> **WHAT TO WORK ON**
After reading the data below, copy out every line that contains the word "JournalStatus".

*** PROVIDED MATERIAL Section Begins ***

// Transactional byte stream
// Cursor, pending blocks and the committed length over a single byte source

use crate::block::{Block, BlockBuffer};
use crate::config::TxConfig;
use crate::error::{TxError, TxResult};
use crate::journal::{JournalStatus, RecoveryJournal};
use crate::source::{ByteSource, LockMode};
use log::{debug, error, info, warn};

/// Reference point for `seek`
#[derive(Debug, Clone, Copy, PartialEq, Eq)]
pub enum Whence {
    /// Absolute position
    Set,
    /// Relative to the cursor
    Cur,
    /// Distance back from the logical end
    End,
}

/// Options for a single commit
#[derive(Debug, Clone, Copy, Default)]
pub struct CommitOptions {
    /// Flush without writing a new journal; used when replaying an existing one
    pub skip_journal: bool,
}

/// Counters kept for the lifetime of a transaction handle
#[derive(Debug, Clone, Default, PartialEq, Eq)]
pub struct TransactionStats {
    /// Commits that flushed at least one block
    pub commits: u64,
    pub rollbacks: u64,
    pub blocks_flushed: u64,
    pub bytes_flushed: u64,
    /// Interrupted commits replayed at open
    pub recoveries: u64,
}

/// Seekable byte stream whose writes stay in memory until `commit`.
///
/// Every read returns the post-write view: pending blocks overlaid on the
/// bytes of the underlying source.
pub struct Transaction<S: ByteSource> {
    source: S,
    buffer: BlockBuffer,
    tell: u64,
    /// Length of the data actually committed to `source`
    orgmax: u64,
    journal: Option<RecoveryJournal>,
    config: TxConfig,
    stats: TransactionStats,
}

impl<S: ByteSource> Transaction<S> {
    /// Transaction over `source` with default configuration and no journal
    pub fn new(source: S) -> TxResult<Self> {
        Self::with_config(source, TxConfig::default())
    }

    /// Transaction over `source`.
    ///
    /// When a journal is configured and its sentinel exists, the journaled
    /// commit is replayed before this returns; a failed replay fails the open.
    pub fn with_config(mut source: S, config: TxConfig) -> TxResult<Self> {
        config.validate()?;

        let orgmax = source.length()?;
        let journal = config
            .journal
            .as_ref()
            .map(|j| RecoveryJournal::new(j).with_sync(config.sync_on_commit));

        let mut tx = Self {
            source,
            buffer: BlockBuffer::new(orgmax),
            tell: 0,
            orgmax,
            journal,
            config,
            stats: TransactionStats::default(),
        };
        tx.recover()?;
        Ok(tx)
    }

    fn recover(&mut self) -> TxResult<()> {
        let Some(journal) = self.journal.as_ref() else {
            return Ok(());
        };

        match journal.status() {
            JournalStatus::Idle => return Ok(()),
            JournalStatus::StaleJournal => {
                journal.discard_stale()?;
                return Ok(());
            }
            JournalStatus::PendingReplay => {}
        }

        let journal_path = journal.journal_path().display().to_string();
        info!("Interrupted commit detected, replaying {}", journal_path);

        let blocks = journal.load().map_err(|e| {
            error!("Cannot load journal {}: {}", journal_path, e);
            TxError::RecoveryFailure(format!("cannot load journal {}: {}", journal_path, e))
        })?;

        let block_count = blocks.len();
        let replayed = if blocks.is_empty() {
            // nothing to flush, but the markers still have to go
            journal.end_commit()
        } else {
            self.buffer = BlockBuffer::from_blocks(blocks, self.orgmax);
            self.commit_with(CommitOptions { skip_journal: true })
        };
        replayed.map_err(|e| {
            error!("Replay of {} failed: {}", journal_path, e);
            TxError::RecoveryFailure(format!("replay of {} failed: {}", journal_path, e))
        })?;

        self.stats.recoveries += 1;
        info!("Replayed {} block(s) from {}", block_count, journal_path);
        Ok(())
    }

    /// Move the cursor and return the computed position.
    ///
    /// `Set` and `Cur` fail with `SeekOutOfRange` past the logical end and
    /// leave the cursor untouched. `End` computes `max - offset` clamped at
    /// zero but only moves the cursor when `end_seek_moves_cursor` is set.
    pub fn seek(&mut self, offset: i64, whence: Whence) -> TxResult<u64> {
        let max = self.buffer.max();
        let target = match whence {
            Whence::Set => offset as i128,
            Whence::Cur => self.tell as i128 + offset as i128,
            Whence::End => (max as i128 - offset as i128).max(0),
        };

        if target < 0 {
            return Err(TxError::InvalidInput(format!("negative seek position {}", target)));
        }
        if target > max as i128 {
            return Err(TxError::SeekOutOfRange {
                pos: u64::try_from(target).unwrap_or(u64::MAX),
                max,
            });
        }

        let pos = target as u64;
        if whence != Whence::End || self.config.end_seek_moves_cursor {
            self.tell = pos;
        }
        Ok(pos)
    }

    pub fn tell(&self) -> u64 {
        self.tell
    }

    /// Read up to `len` bytes at the cursor; `None` at end of stream
    pub fn read(&mut self, len: usize) -> TxResult<Option<Vec<u8>>> {
        if self.tell >= self.buffer.max() {
            return Ok(None);
        }

        let data = self.buffer.read(&mut self.source, self.orgmax, self.tell, len as u64)?;
        self.tell += data.len() as u64;
        Ok(Some(data))
    }

    /// Read through the configured line terminator
    pub fn readline(&mut self) -> TxResult<Option<Vec<u8>>> {
        let terminator = self.config.line_terminator.clone().into_bytes();
        self.readline_with(&terminator)
    }

    /// Read through the first `terminator`, or to end of stream.
    ///
    /// The returned line includes the terminator and the cursor advances by
    /// exactly its length.
    pub fn readline_with(&mut self, terminator: &[u8]) -> TxResult<Option<Vec<u8>>> {
        if terminator.is_empty() {
            return Err(TxError::InvalidInput("empty line terminator".to_string()));
        }
        if self.tell >= self.buffer.max() {
            return Ok(None);
        }

        let chunk = self.config.readline_chunk as u64;
        let mut line = Vec::new();
        let mut pos = self.tell;
        let mut scanned = 0usize;

        loop {
            let data = self.buffer.read(&mut self.source, self.orgmax, pos, chunk)?;
            if data.is_empty() {
                break;
            }
            pos += data.len() as u64;
            line.extend_from_slice(&data);

            // terminator may straddle the previous chunk boundary
            let from = scanned.saturating_sub(terminator.len() - 1);
            if let Some(idx) = find(&line[from..], terminator) {
                line.truncate(from + idx + terminator.len());
                break;
            }
            scanned = line.len();
        }

        self.tell += line.len() as u64;
        Ok(Some(line))
    }

    /// Buffer `data` at the cursor and advance past it
    pub fn write(&mut self, data: &[u8]) -> TxResult<usize> {
        self.buffer.write(self.tell, data);
        self.tell += data.len() as u64;
        Ok(data.len())
    }

    /// Discard every pending write
    pub fn rollback(&mut self) {
        let discarded = self.buffer.blocks().len();
        self.buffer.clear(self.orgmax);
        if self.tell > self.orgmax {
            self.tell = self.orgmax;
        }
        self.stats.rollbacks += 1;
        debug!("Rolled back {} pending block(s)", discarded);
    }

    pub fn commit(&mut self) -> TxResult<()> {
        self.commit_with(CommitOptions::default())
    }

    /// Flush pending blocks to the source.
    ///
    /// On failure nothing about the transaction changes; the journal and
    /// sentinel stay on disk so the next open can finish the commit.
    pub fn commit_with(&mut self, options: CommitOptions) -> TxResult<()> {
        if self.buffer.is_empty() {
            debug!("Commit with no pending blocks");
            return Ok(());
        }

        if !options.skip_journal {
            if let Some(journal) = &self.journal {
                journal.begin_commit(self.buffer.blocks())?;
            }
        }

        if let Err(e) = self.flush_blocks() {
            error!("Commit aborted while writing blocks: {}", e);
            return Err(e);
        }

        if let Some(journal) = &self.journal {
            journal.end_commit()?;
        }

        self.stats.commits += 1;
        self.stats.blocks_flushed += self.buffer.blocks().len() as u64;
        self.stats.bytes_flushed += self.buffer.pending_bytes();
        debug!(
            "Committed {} block(s), length {} -> {}",
            self.buffer.blocks().len(),
            self.orgmax,
            self.buffer.max()
        );

        self.orgmax = self.buffer.max();
        self.buffer.clear(self.orgmax);
        Ok(())
    }

    fn flush_blocks(&mut self) -> TxResult<()> {
        for block in self.buffer.blocks() {
            self.source.write_at(block.pos, &block.data)?;
        }
        if self.config.sync_on_commit {
            self.source.sync()?;
        }
        Ok(())
    }

    /// Advisory lock on the underlying source
    pub fn flock(&mut self, mode: LockMode) -> TxResult<bool> {
        self.source.lock(mode)
    }

    /// Resolve pending writes before the handle goes away
    pub fn close(&mut self) -> TxResult<()> {
        if !self.is_dirty() {
            return Ok(());
        }
        if self.config.commit_on_close {
            self.commit()
        } else {
            warn!(
                "Closing with {} uncommitted block(s); discarding them",
                self.buffer.blocks().len()
            );
            self.rollback();
            Ok(())
        }
    }

    /// Logical length including pending writes
    pub fn logical_len(&self) -> u64 {
        self.buffer.max()
    }

    /// Length of the data committed to the source
    pub fn committed_len(&self) -> u64 {
        self.orgmax
    }

    pub fn is_dirty(&self) -> bool {
        !self.buffer.is_empty()
    }

    pub fn pending_blocks(&self) -> &[Block] {
        self.buffer.blocks()
    }

    pub fn stats(&self) -> &TransactionStats {
        &self.stats
    }

    pub fn config(&self) -> &TxConfig {
        &self.config
    }

    pub fn journal(&self) -> Option<&RecoveryJournal> {
        self.journal.as_ref()
    }

    pub fn source(&self) -> &S {
        &self.source
    }

    pub fn into_source(self) -> S {
        self.source
    }
}

fn find(haystack: &[u8], needle: &[u8]) -> Option<usize> {
    haystack.windows(needle.len()).position(|w| w == needle)
}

*** PROVIDED MATERIAL Section Ends ***

> **RESULT BELOW**
use crate::journal::{JournalStatus, RecoveryJournal};
            JournalStatus::Idle => return Ok(()),
            JournalStatus::StaleJournal => {
            JournalStatus::PendingReplay => {}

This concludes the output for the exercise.